Этот пример наглядно иллюстрирует, что анализ того или иного препарата на животных не всегда гарантирует безопасность для человека. Разумеется, мы не претендуем на истину в последней инстанции, и микробиореатор стоит рассматривать всё-таки как дополнение к исследованиям на животных.
К сожалению, случай с троглитазоном не единственный. Известен печальный опыт клинического тестирования иммуномодулятора TGN 1412. Доклинические испытания на животных показали прекрасные результаты. Препарат долгое время тестировали на мышах, крысах, кроликах, собаках и обезьянах. Однако во время первой стадии клинических испытаний на 10 абсолютно здоровых добровольцах спустя несколько часов после приёма препарата у всех них развилась мультиорганная недостаточность, закончившаяся для двоих инвалидностью. Препарат вызвал прямо противоположную реакцию организма человека – бешеный иммунный ответ. Стоит отметить, что добровольцам ввели всего одну пятисотую дозы, опробованной на животных. Оказалось, что всё дело в особом типе клеточных рецепторов, которые присутствуют у человека и отсутствовали у подопытных животных. Данный пример подтверждает необходимость создания комплексных invitro методик тестирования безопасности препаратов с использованием моделей органов и тканей человека. Известно, что новые лекарственные средства, так называемые дизайнерские лекарства (designer drug) обладают высокой специфичностью к человеческому организму, и оценивать их эффективность и безопасность на животных моделях не всегда возможно.

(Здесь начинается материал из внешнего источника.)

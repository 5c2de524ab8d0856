/// Initialization parameters for the render context.
#[derive(Debug, Clone)]
pub struct ContextInit {
    /// Off-screen target width in pixels. Captured images have this size.
    pub width: u32,

    /// Off-screen target height in pixels.
    pub height: u32,

    /// Title of the interactive preview window.
    pub title: String,

    /// Backends wgpu may pick an adapter from.
    pub backends: wgpu::Backends,

    pub power_preference: wgpu::PowerPreference,

    /// Limits requested from the adapter/device.
    ///
    /// The default limits allow 8192px textures, enough for the default 1920x1080.
    pub required_limits: wgpu::Limits,
}

impl Default for ContextInit {
    fn default() -> Self {
        Self {
            width: 1920,
            height: 1080,
            title: "stillframe".to_string(),
            backends: wgpu::Backends::all(),
            power_preference: wgpu::PowerPreference::HighPerformance,
            required_limits: wgpu::Limits::default(),
        }
    }
}
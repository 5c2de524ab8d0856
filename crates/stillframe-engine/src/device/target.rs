use std::sync::mpsc;
use std::time::Duration;

use anyhow::{Context, Result};

use super::Gpu;

/// Color format of the off-screen target. Shaders output linear color.
pub const OFFSCREEN_FORMAT: wgpu::TextureFormat = wgpu::TextureFormat::Rgba8UnormSrgb;

pub const DEPTH_FORMAT: wgpu::TextureFormat = wgpu::TextureFormat::Depth32Float;

/// Upper bound for a single frame readback.
const READBACK_TIMEOUT: Duration = Duration::from_secs(30);

/// Depth buffer matching a color target of the same size.
pub struct DepthTarget {
    view: wgpu::TextureView,
    width: u32,
    height: u32,
}

impl DepthTarget {
    pub fn new(device: &wgpu::Device, width: u32, height: u32) -> Self {
        let texture = device.create_texture(&wgpu::TextureDescriptor {
            label: Some("stillframe depth"),
            size: extent(width, height),
            mip_level_count: 1,
            sample_count: 1,
            dimension: wgpu::TextureDimension::D2,
            format: DEPTH_FORMAT,
            usage: wgpu::TextureUsages::RENDER_ATTACHMENT,
            view_formats: &[],
        });

        Self {
            view: texture.create_view(&wgpu::TextureViewDescriptor::default()),
            width,
            height,
        }
    }

    pub fn view(&self) -> &wgpu::TextureView {
        &self.view
    }

    /// Recreates the buffer if the size changed.
    pub fn ensure_size(&mut self, device: &wgpu::Device, width: u32, height: u32) {
        if self.width != width || self.height != height {
            *self = Self::new(device, width, height);
        }
    }
}

/// Fixed-size color + depth target that frames are rendered into and read
/// back from.
pub struct OffscreenTarget {
    color: wgpu::Texture,
    color_view: wgpu::TextureView,
    depth: DepthTarget,
    width: u32,
    height: u32,
}

impl OffscreenTarget {
    pub fn new(device: &wgpu::Device, width: u32, height: u32) -> Result<Self> {
        let max = device.limits().max_texture_dimension_2d;
        anyhow::ensure!(
            width > 0 && height > 0 && width <= max && height <= max,
            "render size {width}x{height} is outside 1..={max}"
        );

        let color = device.create_texture(&wgpu::TextureDescriptor {
            label: Some("stillframe offscreen color"),
            size: extent(width, height),
            mip_level_count: 1,
            sample_count: 1,
            dimension: wgpu::TextureDimension::D2,
            format: OFFSCREEN_FORMAT,
            usage: wgpu::TextureUsages::RENDER_ATTACHMENT | wgpu::TextureUsages::COPY_SRC,
            view_formats: &[],
        });
        let color_view = color.create_view(&wgpu::TextureViewDescriptor::default());

        Ok(Self {
            color,
            color_view,
            depth: DepthTarget::new(device, width, height),
            width,
            height,
        })
    }

    pub fn color_view(&self) -> &wgpu::TextureView {
        &self.color_view
    }

    pub fn depth_view(&self) -> &wgpu::TextureView {
        self.depth.view()
    }

    pub fn size(&self) -> (u32, u32) {
        (self.width, self.height)
    }

    /// Copies the color texture to host memory as opaque RGB.
    ///
    /// Blocks until the copy has finished; everything submitted before the
    /// call is finished afterwards.
    pub fn read_rgb(&self, gpu: &Gpu) -> Result<image::RgbImage> {
        let bytes_per_pixel = 4u32;
        let unpadded = bytes_per_pixel * self.width;
        let align = wgpu::COPY_BYTES_PER_ROW_ALIGNMENT;
        let padded = unpadded.div_ceil(align) * align;

        let staging = gpu.device().create_buffer(&wgpu::BufferDescriptor {
            label: Some("stillframe readback"),
            size: u64::from(padded) * u64::from(self.height),
            usage: wgpu::BufferUsages::COPY_DST | wgpu::BufferUsages::MAP_READ,
            mapped_at_creation: false,
        });

        let mut encoder = gpu
            .device()
            .create_command_encoder(&wgpu::CommandEncoderDescriptor {
                label: Some("stillframe readback encoder"),
            });
        encoder.copy_texture_to_buffer(
            wgpu::TexelCopyTextureInfo {
                texture: &self.color,
                mip_level: 0,
                origin: wgpu::Origin3d::ZERO,
                aspect: wgpu::TextureAspect::All,
            },
            wgpu::TexelCopyBufferInfo {
                buffer: &staging,
                layout: wgpu::TexelCopyBufferLayout {
                    offset: 0,
                    bytes_per_row: Some(padded),
                    rows_per_image: Some(self.height),
                },
            },
            extent(self.width, self.height),
        );
        let copy = gpu.submit(encoder);

        let slice = staging.slice(..);
        let (tx, rx) = mpsc::channel();
        slice.map_async(wgpu::MapMode::Read, move |result| {
            let _ = tx.send(result);
        });
        gpu.wait(copy, READBACK_TIMEOUT)
            .context("timed out waiting for frame readback")?;
        map_result(rx.try_recv())?;

        let mut rgb = Vec::with_capacity((self.width * self.height * 3) as usize);
        {
            let data = slice.get_mapped_range();
            for row in data.chunks_exact(padded as usize) {
                for px in row[..unpadded as usize].chunks_exact(4) {
                    rgb.extend_from_slice(&px[..3]);
                }
            }
        }
        staging.unmap();

        image::RgbImage::from_raw(self.width, self.height, rgb)
            .context("readback produced a buffer of the wrong size")
    }
}

/// Interprets the map callback's outcome once the copy has completed.
fn map_result(
    received: Result<Result<(), wgpu::BufferAsyncError>, mpsc::TryRecvError>,
) -> Result<()> {
    match received {
        Ok(result) => result.context("failed to map readback buffer"),
        Err(mpsc::TryRecvError::Empty) => {
            anyhow::bail!("readback buffer was not mapped after the copy finished")
        }
        Err(mpsc::TryRecvError::Disconnected) => {
            anyhow::bail!("readback callback was dropped without a result")
        }
    }
}

fn extent(width: u32, height: u32) -> wgpu::Extent3d {
    wgpu::Extent3d {
        width,
        height,
        depth_or_array_layers: 1,
    }
}
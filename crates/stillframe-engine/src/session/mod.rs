//! Mode controller.
//!
//! A session owns the render surface from creation to teardown and drives
//! it either over every mesh in a directory (batch) or over a single mesh
//! with a user-driven preview before the capture (interactive).

mod config;
mod controller;
mod report;

pub use config::{Mode, SessionConfig};
pub use controller::run_session;
pub use report::{CapturedFrame, SessionReport, SkippedMesh};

Не менее важной задачей для «Гомункулуса» также является поиск новых лекарственных препаратов перед началом доклинических исследований, когда из 10 тысяч кандидатных веществ 1000 проходит в доклинические исследования, 10 - в клинические, и 1 вещество выходит на рынок. Микробиореактор максимально увеличит эффективность этого отбора и поможет не пропустить в доклинические испытания откровенно ненужные препараты, и одновременно не отмести вещества, которые окажутся полезными при клинических испытаниях. Такой подход позволит существенно сократить затраты при поиске новых лекарственных средств.
Способен ли микробиореактор полностью вытеснить подопытных животных, или что-то остаётся исключительно за «мышами»?

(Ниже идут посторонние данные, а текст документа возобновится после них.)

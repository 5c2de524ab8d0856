use std::sync::{Arc, Mutex, PoisonError};
use std::time::Duration;

use anyhow::{Context, Result};

use super::ContextInit;

/// Owns the wgpu core objects.
///
/// Unlike a window-bound context this one is created without a surface, so
/// batch rendering works on machines with no display. The interactive
/// preview creates its window surface later from [`Gpu::instance`].
pub struct Gpu {
    /// wgpu instance used to create the adapter and, later, window surfaces.
    instance: wgpu::Instance,

    /// Selected adapter.
    adapter: wgpu::Adapter,

    /// Logical device.
    device: wgpu::Device,

    /// Command queue.
    queue: wgpu::Queue,

    /// Validation and out-of-memory errors raised outside an explicit check.
    /// Drained by [`Gpu::take_error`].
    errors: Arc<Mutex<Vec<String>>>,
}

impl Gpu {
    /// Creates a headless GPU context.
    ///
    /// Adapter/device acquisition is asynchronous under wgpu.
    pub async fn new(init: &ContextInit) -> Result<Self> {
        let instance = wgpu::Instance::new(&wgpu::InstanceDescriptor {
            backends: init.backends,
            ..Default::default()
        });

        let adapter = instance
            .request_adapter(&wgpu::RequestAdapterOptions {
                power_preference: init.power_preference,
                compatible_surface: None,
                force_fallback_adapter: false,
            })
            .await
            .context("failed to find a suitable GPU adapter")?;

        let info = adapter.get_info();
        log::info!("using adapter {} ({:?})", info.name, info.backend);

        let (device, queue) = adapter
            .request_device(&wgpu::DeviceDescriptor {
                label: Some("stillframe device"),
                required_features: wgpu::Features::empty(),
                required_limits: init.required_limits.clone(),
                experimental_features: wgpu::ExperimentalFeatures::disabled(),
                memory_hints: wgpu::MemoryHints::Performance,
                trace: wgpu::Trace::Off,
            })
            .await
            .context("failed to create wgpu device/queue")?;

        // Replaces wgpu's default handler, which panics.
        let errors = Arc::new(Mutex::new(Vec::new()));
        let sink = Arc::clone(&errors);
        device.on_uncaptured_error(Arc::new(move |e: wgpu::Error| {
            log::error!("wgpu error: {e}");
            sink.lock()
                .unwrap_or_else(PoisonError::into_inner)
                .push(e.to_string());
        }));

        Ok(Self {
            instance,
            adapter,
            device,
            queue,
            errors,
        })
    }

    pub fn instance(&self) -> &wgpu::Instance {
        &self.instance
    }

    pub fn adapter(&self) -> &wgpu::Adapter {
        &self.adapter
    }

    /// Returns a reference to the logical device.
    pub fn device(&self) -> &wgpu::Device {
        &self.device
    }

    /// Returns a reference to the command queue.
    pub fn queue(&self) -> &wgpu::Queue {
        &self.queue
    }

    /// Processes completed GPU work and fires pending callbacks. Never blocks.
    pub fn poll(&self) -> Result<()> {
        self.device
            .poll(wgpu::PollType::Poll)
            .context("device poll failed")?;
        Ok(())
    }

    /// Fails with the first device error reported since the last call.
    pub fn take_error(&self) -> Result<()> {
        drain_errors(&self.errors)
    }

    pub fn submit(&self, encoder: wgpu::CommandEncoder) -> wgpu::SubmissionIndex {
        self.queue.submit(std::iter::once(encoder.finish()))
    }

    /// Blocks until the work of `index` has finished and its callbacks have
    /// fired, or `timeout` elapses.
    pub fn wait(&self, index: wgpu::SubmissionIndex, timeout: Duration) -> Result<()> {
        self.device
            .poll(wgpu::PollType::Wait {
                submission_index: Some(index),
                timeout: Some(timeout),
            })
            .context("waiting for the GPU failed")?;
        self.take_error()
    }
}

fn drain_errors(errors: &Mutex<Vec<String>>) -> Result<()> {
    let pending = std::mem::take(&mut *errors.lock().unwrap_or_else(PoisonError::into_inner));
    match pending.split_first() {
        None => Ok(()),
        Some((first, [])) => anyhow::bail!("GPU error: {first}"),
        Some((first, rest)) => anyhow::bail!("GPU error: {first} (and {} more)", rest.len()),
    }
}

#[cfg(test)]
mod tests {
    use super::*;

    #[test]
    fn drained_errors_are_reported_once() {
        let errors = Mutex::new(vec!["buffer too large".to_string(), "bad bind".to_string()]);
        let err = drain_errors(&errors).unwrap_err();
        assert_eq!(err.to_string(), "GPU error: buffer too large (and 1 more)");
        assert!(drain_errors(&errors).is_ok());
    }

    #[test]
    fn no_errors_is_ok() {
        assert!(drain_errors(&Mutex::new(Vec::new())).is_ok());
    }
}
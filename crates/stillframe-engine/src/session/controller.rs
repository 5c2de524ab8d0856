use crate::core::{Configured, RenderSurface, Viewer};
use crate::error::{CaptureWriteError, SessionError};
use crate::geometry::{enumerate_meshes, load_mesh};
use crate::options::load_render_options;

use super::{CapturedFrame, Mode, SessionConfig, SessionReport, SkippedMesh};

/// Runs one session to completion.
///
/// `create_surface` builds the render surface; it is called first, and the
/// surface is dropped when the session ends. Options are loaded and applied
/// before any mesh is read, and a bad options file aborts the session before
/// the output directory is created.
pub fn run_session<S, F>(config: &SessionConfig, create_surface: F) -> Result<SessionReport, SessionError>
where
    S: RenderSurface,
    F: FnOnce() -> anyhow::Result<S>,
{
    let surface = create_surface().map_err(SessionError::ContextCreation)?;

    let options = load_render_options(&config.options_path)?;
    let viewer = Viewer::new(surface).configure(&options);

    let report = match config.mode {
        Mode::Batch => run_batch(config, viewer)?,
        Mode::Interactive => run_interactive(config, viewer)?,
    };

    report.log_summary();
    Ok(report)
}

fn run_batch<S: RenderSurface>(
    config: &SessionConfig,
    mut viewer: Viewer<S, Configured>,
) -> Result<SessionReport, SessionError> {
    std::fs::create_dir_all(&config.output_dir).map_err(|source| CaptureWriteError::OutputDir {
        path: config.output_dir.clone(),
        source,
    })?;

    let assets = enumerate_meshes(&config.mesh_dir).map_err(|source| SessionError::Enumerate {
        path: config.mesh_dir.clone(),
        source,
    })?;
    log::info!("{} mesh(es) in {}", assets.len(), config.mesh_dir.display());

    let mut report = SessionReport::default();
    for asset in assets {
        log::info!("read mesh {} ({})", asset.ordinal, asset.file_name());

        let mesh = match load_mesh(&asset.path) {
            Ok(mesh) => mesh,
            Err(err) => {
                log::warn!("skipping mesh {} ({}): {err}", asset.ordinal, asset.file_name());
                report.skipped.push(SkippedMesh {
                    ordinal: asset.ordinal,
                    source: asset.path,
                    reason: err.to_string(),
                });
                continue;
            }
        };

        let path = config.output_dir.join(asset.frame_name());
        let mut staged = viewer.stage(mesh);
        staged.render_and_capture(&path)?;
        staged.retire();

        log::debug!("wrote {}", path.display());
        report.frames.push(CapturedFrame {
            ordinal: asset.ordinal,
            source: asset.path,
            path,
        });
    }

    Ok(report)
}

fn run_interactive<S: RenderSurface>(
    config: &SessionConfig,
    mut viewer: Viewer<S, Configured>,
) -> Result<SessionReport, SessionError> {
    let mesh = load_mesh(&config.mesh_path)?;
    log::info!("previewing {}; close the window to capture", config.mesh_path.display());

    let mut staged = viewer.stage(mesh);
    staged.run_interactive().map_err(SessionError::Interactive)?;
    staged.render_and_capture(&config.capture_path)?;
    staged.retire();

    Ok(SessionReport {
        frames: vec![CapturedFrame {
            ordinal: 0,
            source: config.mesh_path.clone(),
            path: config.capture_path.clone(),
        }],
        skipped: Vec::new(),
    })
}
use super::state::InputState;
use super::types::{InputEvent, Key, KeyState, MouseButton, MouseWheelDelta};

/// Camera or window action requested by user input.
#[derive(Debug, Copy, Clone, PartialEq)]
pub enum ViewAction {
    /// Angles in radians.
    Orbit { yaw: f32, pitch: f32 },
    /// Wheel steps; positive moves closer.
    Zoom(f32),
    Reset,
    Close,
}

/// Maps input events to view actions: left-drag orbits, the wheel zooms,
/// `R` resets, `Escape`/`Q` close.
#[derive(Debug, Copy, Clone)]
pub struct OrbitControls {
    pub radians_per_pixel: f32,
    /// Pixel-precise wheels report pixels; this many make one step.
    pub pixels_per_step: f32,
}

impl Default for OrbitControls {
    fn default() -> Self {
        Self {
            radians_per_pixel: 0.01,
            pixels_per_step: 40.0,
        }
    }
}

impl OrbitControls {
    /// Interprets `ev` against the state *before* the event is applied, so
    /// drag deltas are measured from the previous pointer position.
    pub fn interpret(&self, state: &InputState, ev: &InputEvent) -> Option<ViewAction> {
        match *ev {
            InputEvent::PointerMoved { x, y } => {
                let (px, py) = state.pointer_pos?;
                if !state.button_down(MouseButton::Left) {
                    return None;
                }
                let (dx, dy) = (x - px, y - py);
                if dx == 0.0 && dy == 0.0 {
                    return None;
                }
                Some(ViewAction::Orbit {
                    yaw: -dx * self.radians_per_pixel,
                    pitch: dy * self.radians_per_pixel,
                })
            }

            InputEvent::MouseWheel(delta) => {
                let steps = match delta {
                    MouseWheelDelta::Line { y, .. } => y,
                    MouseWheelDelta::Pixel { y, .. } => y / self.pixels_per_step.max(1.0),
                };
                (steps != 0.0).then_some(ViewAction::Zoom(steps))
            }

            InputEvent::Key {
                key,
                state: KeyState::Pressed,
                repeat: false,
            } => match key {
                Key::Escape | Key::Q => Some(ViewAction::Close),
                Key::R => Some(ViewAction::Reset),
                Key::Other => None,
            },

            _ => None,
        }
    }
}

#[cfg(test)]
mod tests {
    use super::*;
    use crate::input::MouseButtonState;

    fn key(key: Key) -> InputEvent {
        InputEvent::Key {
            key,
            state: KeyState::Pressed,
            repeat: false,
        }
    }

    /// Feeds events the way the runtime does and collects the actions.
    fn run(events: &[InputEvent]) -> Vec<ViewAction> {
        let controls = OrbitControls::default();
        let mut state = InputState::default();
        let mut out = Vec::new();
        for ev in events {
            out.extend(controls.interpret(&state, ev));
            state.apply_event(ev);
        }
        out
    }

    // ── drag ──────────────────────────────────────────────────────────────

    #[test]
    fn left_drag_orbits() {
        let actions = run(&[
            InputEvent::PointerMoved { x: 10.0, y: 10.0 },
            InputEvent::PointerButton {
                button: MouseButton::Left,
                state: MouseButtonState::Pressed,
            },
            InputEvent::PointerMoved { x: 20.0, y: 5.0 },
        ]);
        assert_eq!(actions.len(), 1);
        let ViewAction::Orbit { yaw, pitch } = actions[0] else {
            panic!("expected orbit, got {:?}", actions[0]);
        };
        assert!((yaw + 0.1).abs() < 1e-6);
        assert!((pitch + 0.05).abs() < 1e-6);
    }

    #[test]
    fn hover_and_right_drag_do_nothing() {
        let actions = run(&[
            InputEvent::PointerMoved { x: 0.0, y: 0.0 },
            InputEvent::PointerMoved { x: 5.0, y: 5.0 },
            InputEvent::PointerButton {
                button: MouseButton::Right,
                state: MouseButtonState::Pressed,
            },
            InputEvent::PointerMoved { x: 9.0, y: 9.0 },
        ]);
        assert!(actions.is_empty());
    }

    #[test]
    fn drag_stops_after_release() {
        let actions = run(&[
            InputEvent::PointerMoved { x: 0.0, y: 0.0 },
            InputEvent::PointerButton {
                button: MouseButton::Left,
                state: MouseButtonState::Pressed,
            },
            InputEvent::PointerButton {
                button: MouseButton::Left,
                state: MouseButtonState::Released,
            },
            InputEvent::PointerMoved { x: 50.0, y: 0.0 },
        ]);
        assert!(actions.is_empty());
    }

    // ── wheel & keys ──────────────────────────────────────────────────────

    #[test]
    fn wheel_zooms_in_steps() {
        let actions = run(&[
            InputEvent::MouseWheel(MouseWheelDelta::Line { x: 0.0, y: 2.0 }),
            InputEvent::MouseWheel(MouseWheelDelta::Pixel { x: 0.0, y: -80.0 }),
            InputEvent::MouseWheel(MouseWheelDelta::Line { x: 1.0, y: 0.0 }),
        ]);
        assert_eq!(actions, [ViewAction::Zoom(2.0), ViewAction::Zoom(-2.0)]);
    }

    #[test]
    fn keys_reset_and_close() {
        let actions = run(&[key(Key::R), key(Key::Escape), key(Key::Q), key(Key::Other)]);
        assert_eq!(actions, [ViewAction::Reset, ViewAction::Close, ViewAction::Close]);
    }

    #[test]
    fn key_repeat_and_release_are_ignored() {
        let actions = run(&[
            InputEvent::Key {
                key: Key::Escape,
                state: KeyState::Pressed,
                repeat: true,
            },
            InputEvent::Key {
                key: Key::R,
                state: KeyState::Released,
                repeat: false,
            },
        ]);
        assert!(actions.is_empty());
    }
}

Д.С.: Я бы не был столь категоричен. Всё-таки микробиореактор – это скорее дополнение, может быть, именно для доклинического тестирования. Например, по европейским требованиям для испытания безопасности одного вещества необходимо около 10 000 животных. «Гомункулус» и другие микробиотехнологии – это значительная экономия, в том числе и в длительной перспективе. Большой эффект будет на стадии отбора лекарств-кандидатов.
Кроме того, от научно-исследовательской разработки препарата до выхода на рынок проходит около 25 лет. Здесь огромный ярус занимают доклинические и клинические исследования. Даже если удастся сократить этот период хотя бы на 2-3 года – это уже большое достижение и снижение затрат.